> **Your task**
Find every line of the listing below where "bytes" appears, and copy it.

---- Records for this task

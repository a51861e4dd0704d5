//! Headless driver: reads commands from stdin and pumps the messaging client.

use std::path::PathBuf;

#[cfg(not(feature = "coverage"))]
use std::path::Path;
#[cfg(not(feature = "coverage"))]
use std::sync::mpsc::{self, Receiver, TryRecvError};
#[cfg(not(feature = "coverage"))]
use std::time::{Duration, Instant};

use thiserror::Error;

use crate::api::ApiError;
use crate::forms::registration::{RegistrationForm, Role};
use crate::forms::ValidationError;
#[cfg(not(feature = "coverage"))]
use crate::api::ApiClient;
#[cfg(not(feature = "coverage"))]
use crate::forms::files::SelectedFile;
#[cfg(not(feature = "coverage"))]
use crate::forms::FieldErrors;
#[cfg(not(feature = "coverage"))]
use crate::messaging::{ClientEvent, MessagingClient, MessagingConfig};
#[cfg(not(feature = "coverage"))]
use crate::notify::Page;
use crate::transport::errors::TransportError;
use crate::transport::types::ConversationId;
#[cfg(not(feature = "coverage"))]
use crate::upload::send_attachment;

pub const QUICK_REPLIES: [&str; 7] = [
    "When are you available?",
    "Can you show a photo?",
    "What's your rate?",
    "How long will this take?",
    "Can you provide an estimate?",
    "I need this urgently",
    "Thanks for your help!",
];

/// Quick replies are numbered from 1.
pub fn quick_reply(number: usize) -> Option<&'static str> {
    number
        .checked_sub(1)
        .and_then(|index| QUICK_REPLIES.get(index))
        .copied()
}

#[cfg(not(feature = "coverage"))]
const IDLE_SLEEP: Duration = Duration::from_millis(100);

#[derive(Debug, Error)]
pub enum AppError {
    #[error(transparent)]
    Transport(#[from] TransportError),
    #[error(transparent)]
    Api(#[from] ApiError),
    #[error(transparent)]
    Invalid(#[from] ValidationError),
}

#[derive(Clone, Debug, PartialEq, Eq)]
pub enum Command {
    Join(ConversationId),
    Read,
    Attach(PathBuf),
    Search(String),
    Start(u64),
    Reply(Option<usize>),
    Register(RegistrationForm),
    Quit,
    Say(String),
    Unknown(String),
}

impl Command {
    pub fn parse(line: &str) -> Self {
        let line = line.trim_end_matches(['\r', '\n']);
        let Some(rest) = line.strip_prefix('/') else {
            return Command::Say(line.to_string());
        };
        let (name, argument) = rest.split_once(' ').unwrap_or((rest, ""));
        let argument = argument.trim();
        match name {
            "join" => argument
                .parse()
                .map(|id| Command::Join(ConversationId(id)))
                .unwrap_or_else(|_| Command::Unknown(line.to_string())),
            "read" => Command::Read,
            "attach" if !argument.is_empty() => Command::Attach(PathBuf::from(argument)),
            "search" => Command::Search(argument.to_string()),
            "start" => argument
                .parse()
                .map(Command::Start)
                .unwrap_or_else(|_| Command::Unknown(line.to_string())),
            "reply" if argument.is_empty() => Command::Reply(None),
            "reply" => argument
                .parse()
                .map(|number| Command::Reply(Some(number)))
                .unwrap_or_else(|_| Command::Unknown(line.to_string())),
            "register" => parse_registration(argument)
                .map(Command::Register)
                .unwrap_or_else(|| Command::Unknown(line.to_string())),
            "quit" => Command::Quit,
            _ => Command::Unknown(line.to_string()),
        }
    }
}

/// `<client|professional> <username> <email> <password> <confirm> <full name...>`
fn parse_registration(argument: &str) -> Option<RegistrationForm> {
    let mut words = argument.split_whitespace();
    let role = match words.next()? {
        "client" => Role::Client,
        "professional" => Role::Professional,
        _ => return None,
    };
    let username = words.next()?.to_string();
    let email = words.next()?.to_string();
    let password = words.next()?.to_string();
    let confirm_password = words.next()?.to_string();
    let full_name = words.collect::<Vec<_>>().join(" ");
    if full_name.is_empty() {
        return None;
    }
    Some(RegistrationForm {
        role,
        full_name,
        username,
        email,
        password,
        confirm_password,
    })
}

#[cfg(not(feature = "coverage"))]
fn spawn_stdin() -> Receiver<String> {
    let (sender, receiver) = mpsc::channel();
    std::thread::spawn(move || {
        for line in std::io::stdin().lines() {
            let Ok(line) = line else { break };
            if sender.send(line).is_err() {
                break;
            }
        }
    });
    receiver
}

#[cfg(not(feature = "coverage"))]
fn describe(event: &ClientEvent) -> String {
    match event {
        ClientEvent::ConnectionState(state) => format!("[connection] {state:?}"),
        ClientEvent::Error(message) => format!("[error] {message}"),
        ClientEvent::Notification(text) => format!("[notice] {text}"),
        ClientEvent::ConversationNotification(message) => {
            format!("[notice] New message from {}", message.sender_name)
        }
        ClientEvent::Message(message) => format!("{}: {}", message.sender_name, message.content),
        ClientEvent::Typing(notice) => format!("{} is typing...", notice.typing_user),
        ClientEvent::ReadReceipt(receipt) => {
            format!("[read by {}]", receipt.read_by_user_id)
        }
    }
}

#[cfg(not(feature = "coverage"))]
struct Session {
    client: MessagingClient,
    api: ApiClient,
    page: Page,
    draft: String,
}

#[cfg(not(feature = "coverage"))]
impl Session {
    /// Returns false when the user asked to quit.
    fn handle(&mut self, command: Command, now: Instant) -> bool {
        let outcome: Result<(), AppError> = match command {
            Command::Join(conversation) => self.join(conversation),
            Command::Read => match self.client.current_conversation() {
                Some(conversation) => self.client.mark_as_read(conversation).map_err(Into::into),
                None => Ok(()),
            },
            Command::Attach(path) => {
                self.attach(&path);
                Ok(())
            }
            Command::Search(query) => self.search(&query),
            Command::Start(professional) => self
                .api
                .start_conversation(professional)
                .map_err(AppError::from)
                .and_then(|conversation| self.join(conversation)),
            Command::Reply(None) => {
                for (number, reply) in QUICK_REPLIES.iter().enumerate() {
                    println!("{}. {reply}", number + 1);
                }
                Ok(())
            }
            Command::Reply(Some(number)) => {
                match quick_reply(number) {
                    Some(reply) => {
                        self.draft = reply.to_string();
                        println!("draft: {reply} (empty line sends)");
                    }
                    None => println!("no quick reply {number}"),
                }
                Ok(())
            }
            Command::Register(form) => self.register(&form, now),
            Command::Quit => return false,
            Command::Say(text) => self.say(text, now),
            Command::Unknown(line) => {
                println!("unknown command: {line}");
                Ok(())
            }
        };
        if let Err(error) = outcome {
            log::warn!("{error}");
            self.page.board.error(error.to_string(), now);
        }
        true
    }

    /// An empty line sends the pending draft.
    fn say(&mut self, text: String, now: Instant) -> Result<(), AppError> {
        let text = if text.trim().is_empty() {
            std::mem::take(&mut self.draft)
        } else {
            text
        };
        self.client.on_input(now)?;
        self.client.send_current(&text)?;
        Ok(())
    }

    fn register(&mut self, form: &RegistrationForm, now: Instant) -> Result<(), AppError> {
        let request = form.prepare(&mut FieldErrors::new())?;
        let response = self.api.register(form.role, &request)?;
        let message = response.outcome().map_err(ApiError::Rejected)?;
        println!("{message}");
        self.page.board.toast(message, now);
        Ok(())
    }

    fn join(&mut self, conversation: ConversationId) -> Result<(), AppError> {
        self.client.subscribe_to_conversation(conversation)?;
        self.page.chat.clear();
        self.client.mark_as_read(conversation)?;
        Ok(())
    }

    fn attach(&mut self, path: &Path) {
        let Some(conversation) = self.client.current_conversation() else {
            println!("join a conversation first");
            return;
        };
        let (file, bytes) = match SelectedFile::load(path) {
            Ok(loaded) => loaded,
            Err(error) => {
                self.client
                    .report_error(format!("Cannot read {}: {error}", path.display()));
                return;
            }
        };
        if let Err(error) = send_attachment(&mut self.client, &mut self.api, conversation, &file, bytes)
        {
            log::warn!("attachment failed: {error}");
        }
    }

    fn search(&mut self, query: &str) -> Result<(), AppError> {
        let results = self.api.search_professionals(query)?;
        if results.is_empty() {
            println!("No professionals found");
        }
        for professional in results {
            println!("#{} {} ({})", professional.id, professional.name, professional.category);
        }
        Ok(())
    }

    fn pump(&mut self, now: Instant) {
        if let Err(error) = self.client.poll(now) {
            log::warn!("poll failed: {error}");
        }
        self.client.tick(now);
        for event in self.client.take_events() {
            println!("{}", describe(&event));
            self.page.apply(event, now);
        }
        for notice in self.page.expire(now) {
            log::debug!("notice {} expired", notice.id);
        }
    }
}

#[cfg(not(feature = "coverage"))]
pub fn run(config_path: &Path) -> Result<(), AppError> {
    let config = MessagingConfig::load(config_path)?;
    let api = ApiClient::new(&config.api_base_url)?;
    let page = Page::from_config(&config);
    let client = MessagingClient::new_with_socket(config);
    let mut session = Session {
        client,
        api,
        page,
        draft: String::new(),
    };

    if let Err(error) = session.client.connect(Instant::now()) {
        log::warn!("initial connect failed: {error}");
    }

    let commands = spawn_stdin();
    loop {
        let now = Instant::now();
        match commands.try_recv() {
            Ok(line) => {
                if !session.handle(Command::parse(&line), now) {
                    break;
                }
            }
            Err(TryRecvError::Disconnected) => break,
            Err(TryRecvError::Empty) => {}
        }
        session.pump(now);
        if !session.client.is_connected() {
            std::thread::sleep(IDLE_SLEEP);
        }
    }

    session.client.disconnect();
    Ok(())
}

--------

> **Solution**
        let (file, bytes) = match SelectedFile::load(path) {
        if let Err(error) = send_attachment(&mut self.client, &mut self.api, conversation, &file, bytes)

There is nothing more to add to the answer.